Ratchet - 6è jour de la décade du Gorille - Cinquième ère.
Une petite foule est amassée sur les quais de la cité portuaire, cité libre, certes, mais si proche des terres de la Horde où elle forme une enclave que l'influence de ces derniers est majeure. Un petit groupe de deux orcs, un réprouvé et un troll est sorti de la taverne, visiblement échauffé. L'un d'eux, un peu plus lucide ou au contaire plus aviné que les autres, réquisitionne une caisse, l'escalade et arrangue la foule sous l'acclamation de ses trois compères.
Il émet un appel aux armes.
Le barde de LunArgent ne peut laisser faire. Il se trahirait lui-même et son clan par la même occasion. Alors, sans peur, il monte sur la barrière qui surplombe la dernière placette avant les quais. Et là, de sa voix entrainée, il harangue lui aussi la foule :
"Quel dommage que certains préfèrent satisfaire leur orgueil personnel plutôt que travailler au bien de leur peuple. Que de gâchis à l'heure où pointe une nouvelle menace. Quel est votre vrai but, agresseurs d'Astranaar, de la Croisée ou d'ailleurs ? Votre propre malheur ? Alors vous y oeuvrez à merveille. Vous ne trouverez que larmes, mort et douleur sur votre chemin.
Et quand, à l'heure du bilan, vous en prendrez conscience, un horrible goût de gâchis et de perdition viendra encore nourrir la noirceur de ces âmes que seuls quelques rares coups d'éclat, satisfactions ponctuelles d'un égo futil, auront égayé d'une fausse lueur.

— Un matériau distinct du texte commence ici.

use crate::config::toml_config::TomlConfig;
use crate::core::filter_state::{
    FilterState, KEY_CITY, KEY_COUNTRY, KEY_LOCATION, KEY_PAGE, KEY_PER_PAGE, KEY_PROFESSION,
    KEY_SEARCH, KEY_SKILLS,
};
use crate::utils::error::Result;
use crate::utils::validation::{self, Validate};
use clap::{Args, Parser, Subcommand, ValueEnum};
use std::path::PathBuf;
use url::form_urlencoded;

#[derive(Debug, Clone, Parser)]
#[command(name = "dev-finder")]
#[command(about = "Search the developer directory from the command line")]
pub struct CliConfig {
    /// Path to a TOML configuration file
    #[arg(short, long, global = true)]
    pub config: Option<PathBuf>,

    /// Override the API base URL
    #[arg(long, global = true)]
    pub base_url: Option<String>,

    /// Request timeout in seconds
    #[arg(long, global = true)]
    pub timeout: Option<u64>,

    /// Enable verbose output
    #[arg(short, long, global = true)]
    pub verbose: bool,

    /// Emit JSON logs on stderr
    #[arg(long, global = true)]
    pub json_logs: bool,

    #[command(subcommand)]
    pub command: Command,
}

#[derive(Debug, Clone, Subcommand)]
pub enum Command {
    /// Search developers and print one page of results
    Search(SearchArgs),
    /// List the skills, professions and locations usable as filters
    Lookups {
        #[arg(long, value_enum, default_value_t = OutputFormat::Table)]
        format: OutputFormat,
    },
    /// Show the pagination window for a page
    Window { current: u32, last: u32 },
    /// Check whether the session is authenticated
    Whoami,
}

#[derive(Debug, Clone, Copy, Default, PartialEq, Eq, ValueEnum)]
pub enum OutputFormat {
    #[default]
    Table,
    Json,
    Csv,
}

#[derive(Debug, Clone, Default, Args)]
pub struct SearchArgs {
    /// Free text matched against name and username
    #[arg(short, long)]
    pub query: Option<String>,

    /// Skill id, repeat for several skills
    #[arg(long = "skill")]
    pub skills: Vec<String>,

    #[arg(long)]
    pub profession: Option<String>,

    #[arg(long)]
    pub location: Option<String>,

    #[arg(long)]
    pub city: Option<String>,

    #[arg(long)]
    pub country: Option<String>,

    #[arg(long)]
    pub page: Option<u32>,

    /// One of 10, 15, 25, 50
    #[arg(long)]
    pub per_page: Option<u32>,

    /// Start from a shared query string, e.g. "search=Ada&skills[]=3"
    #[arg(long)]
    pub query_string: Option<String>,

    #[arg(long, value_enum, default_value_t = OutputFormat::Table)]
    pub format: OutputFormat,
}

impl SearchArgs {
    /// 把命令列參數轉成與網址相同格式的查詢字串；
    /// 明確指定的參數放在前面，覆蓋 `--query-string` 中的同名欄位
    pub fn to_query(&self) -> Result<String> {
        let mut serializer = form_urlencoded::Serializer::new(String::new());

        if let Some(query) = &self.query {
            serializer.append_pair(KEY_SEARCH, query);
        }
        for skill in &self.skills {
            serializer.append_pair(KEY_SKILLS, skill);
        }
        let optional = [
            (KEY_PROFESSION, &self.profession),
            (KEY_LOCATION, &self.location),
            (KEY_CITY, &self.city),
            (KEY_COUNTRY, &self.country),
        ];
        for (key, value) in optional {
            if let Some(value) = value {
                serializer.append_pair(key, value);
            }
        }
        if let Some(page) = self.page {
            validation::validate_positive_number("page", u64::from(page), 1)?;
            serializer.append_pair(KEY_PAGE, &page.to_string());
        }
        if let Some(per_page) = self.per_page {
            validation::validate_page_size("per_page", per_page)?;
            serializer.append_pair(KEY_PER_PAGE, &per_page.to_string());
        }

        let explicit = serializer.finish();
        let shared = self
            .query_string
            .as_deref()
            .map(|q| q.trim().trim_start_matches('?'))
            .unwrap_or("");

        Ok(match (explicit.is_empty(), shared.is_empty()) {
            (_, true) => explicit,
            (true, false) => shared.to_string(),
            (false, false) => format!("{}&{}", explicit, shared),
        })
    }

    pub fn to_filter(&self) -> Result<FilterState> {
        Ok(FilterState::from_query(&self.to_query()?))
    }
}

impl CliConfig {
    /// 載入配置檔（若有）並套用命令列覆蓋設定
    pub fn resolve(&self) -> Result<TomlConfig> {
        let mut config = match &self.config {
            Some(path) => TomlConfig::from_file(path)?,
            None => TomlConfig::default(),
        };

        if let Some(base_url) = &self.base_url {
            config.api.base_url = base_url.clone();
        }
        if let Some(timeout) = self.timeout {
            config.api.timeout_seconds = Some(timeout);
        }
        if self.verbose || self.json_logs {
            let logging = config.logging.get_or_insert_with(Default::default);
            if self.verbose {
                logging.verbose = Some(true);
            }
            if self.json_logs {
                logging.format = Some("json".to_string());
            }
        }

        config.validate()?;
        Ok(config)
    }
}

#[cfg(test)]
mod tests {
    use super::*;
    use crate::core::ConfigProvider;

    #[test]
    fn test_parse_search_command() {
        let cli = CliConfig::try_parse_from([
            "dev-finder",
            "--base-url",
            "https://devs.example.com",
            "search",
            "--query",
            "  Ada ",
            "--skill",
            "3",
            "--skill",
            "7",
            "--per-page",
            "50",
            "--format",
            "json",
        ])
        .unwrap();

        let Command::Search(args) = &cli.command else {
            panic!("expected search command");
        };
        assert_eq!(args.format, OutputFormat::Json);

        let filter = args.to_filter().unwrap();
        assert_eq!(filter.free_text(), "Ada");
        assert_eq!(filter.skill_ids().len(), 2);
        assert_eq!(filter.page_size().get(), 50);

        let config = cli.resolve().unwrap();
        assert_eq!(config.api_base_url(), "https://devs.example.com");
    }

    #[test]
    fn test_default_search_args_match_cli_defaults() {
        let args = SearchArgs::default();
        assert_eq!(args.format, OutputFormat::Table);
        assert_eq!(args.to_query().unwrap(), "");

        let cli = CliConfig::try_parse_from(["dev-finder", "search"]).unwrap();
        let Command::Search(parsed) = cli.command else {
            panic!("expected search command");
        };
        assert_eq!(parsed.format, args.format);
        assert_eq!(parsed.to_query().unwrap(), "");
    }

    #[test]
    fn test_explicit_flags_override_shared_query() {
        let args = SearchArgs {
            city: Some("Vienna".to_string()),
            query_string: Some("?city=Graz&search=rust&page=2".to_string()),
            ..Default::default()
        };

        let filter = args.to_filter().unwrap();
        assert_eq!(filter.city(), Some("Vienna"));
        assert_eq!(filter.free_text(), "rust");
        assert_eq!(filter.page(), 2);
    }

    #[test]
    fn test_invalid_per_page_is_rejected() {
        let args = SearchArgs {
            per_page: Some(20),
            ..Default::default()
        };
        assert!(args.to_query().is_err());

        let args = SearchArgs {
            page: Some(0),
            ..Default::default()
        };
        assert!(args.to_query().is_err());
    }

    #[test]
    fn test_resolve_applies_overrides() {
        let cli = CliConfig::try_parse_from(["dev-finder", "--timeout", "5", "--json-logs", "whoami"]).unwrap();
        let config = cli.resolve().unwrap();

        assert_eq!(config.request_timeout(), Some(std::time::Duration::from_secs(5)));
        assert_eq!(config.log_format(), "json");
        assert_eq!(config.api_base_url(), crate::config::toml_config::DEFAULT_BASE_URL);
    }

    #[test]
    fn test_resolve_rejects_bad_base_url() {
        let cli = CliConfig::try_parse_from(["dev-finder", "--base-url", "ftp://x", "lookups"]).unwrap();
        assert!(cli.resolve().is_err());
    }
}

Oubliez vos mesquines querelles, oubliez vos douleurs enracinées, ouvrez vos coeurs à la prospérité et au bonheur. Il y a de la place pour chacun sur nos vastes terres et nos dirigeants, dans leur sagesse, en ont pris conscience, tout autant qu'ils ont pris la mesure de l'imminence de la menace qui pèse sur nos épaules.
Réveillez-vous, combattants de tous bords, renoncez à ces petits plaisirs immédiats qui ne font que nourrir un égoïsme inadapté tout en clairsemant vos rangs. Mettez vos bras et vos esprits au service d'une cause qui nous dépasse tous. Les LunArgent, à Andorhal, ont montré que la victoire était possible, que l'espoir était permis. Soyons unis, soyons forts, ensemble : là est la seule vraie victoire !"
La population avait tardé à réagir. Les mots ne trouvaient pas vraiment d'écho dans ces esprits rompus aux négociations commerciales et pour qui ce qui ne rapportait pas n'avait pas de valeur. Le gain immédiat était leur plus grande motivation, si bien qu'il fallut attendre les dernières phrases pour que les paroles du barde rencontrent un semblant d'écho positif.
Les quatre compères étaient frustrés, mais il n'en ressentait aucune joie, bien au contraire. C'est eux, en premier lieu, qu'il aurait fallu convaincre, car c'est eux qui transmettait la maladie de la haine à leurs frères en proférant leur chant de morts aux accents si séduisants. Oh, il ne fallait pas se faire d'illusion : ils recrutèrent bien deux ou trois irréductibles qui se joignirent à eux avec des regards assassins à l'orateur de LunArgent. Mais au moins nul mouvement d'ampleur n'était né : la tentative était morte dans l'oeuf. Il trouverait bien un moment pour dialoguer plus tard avec ces quatre là.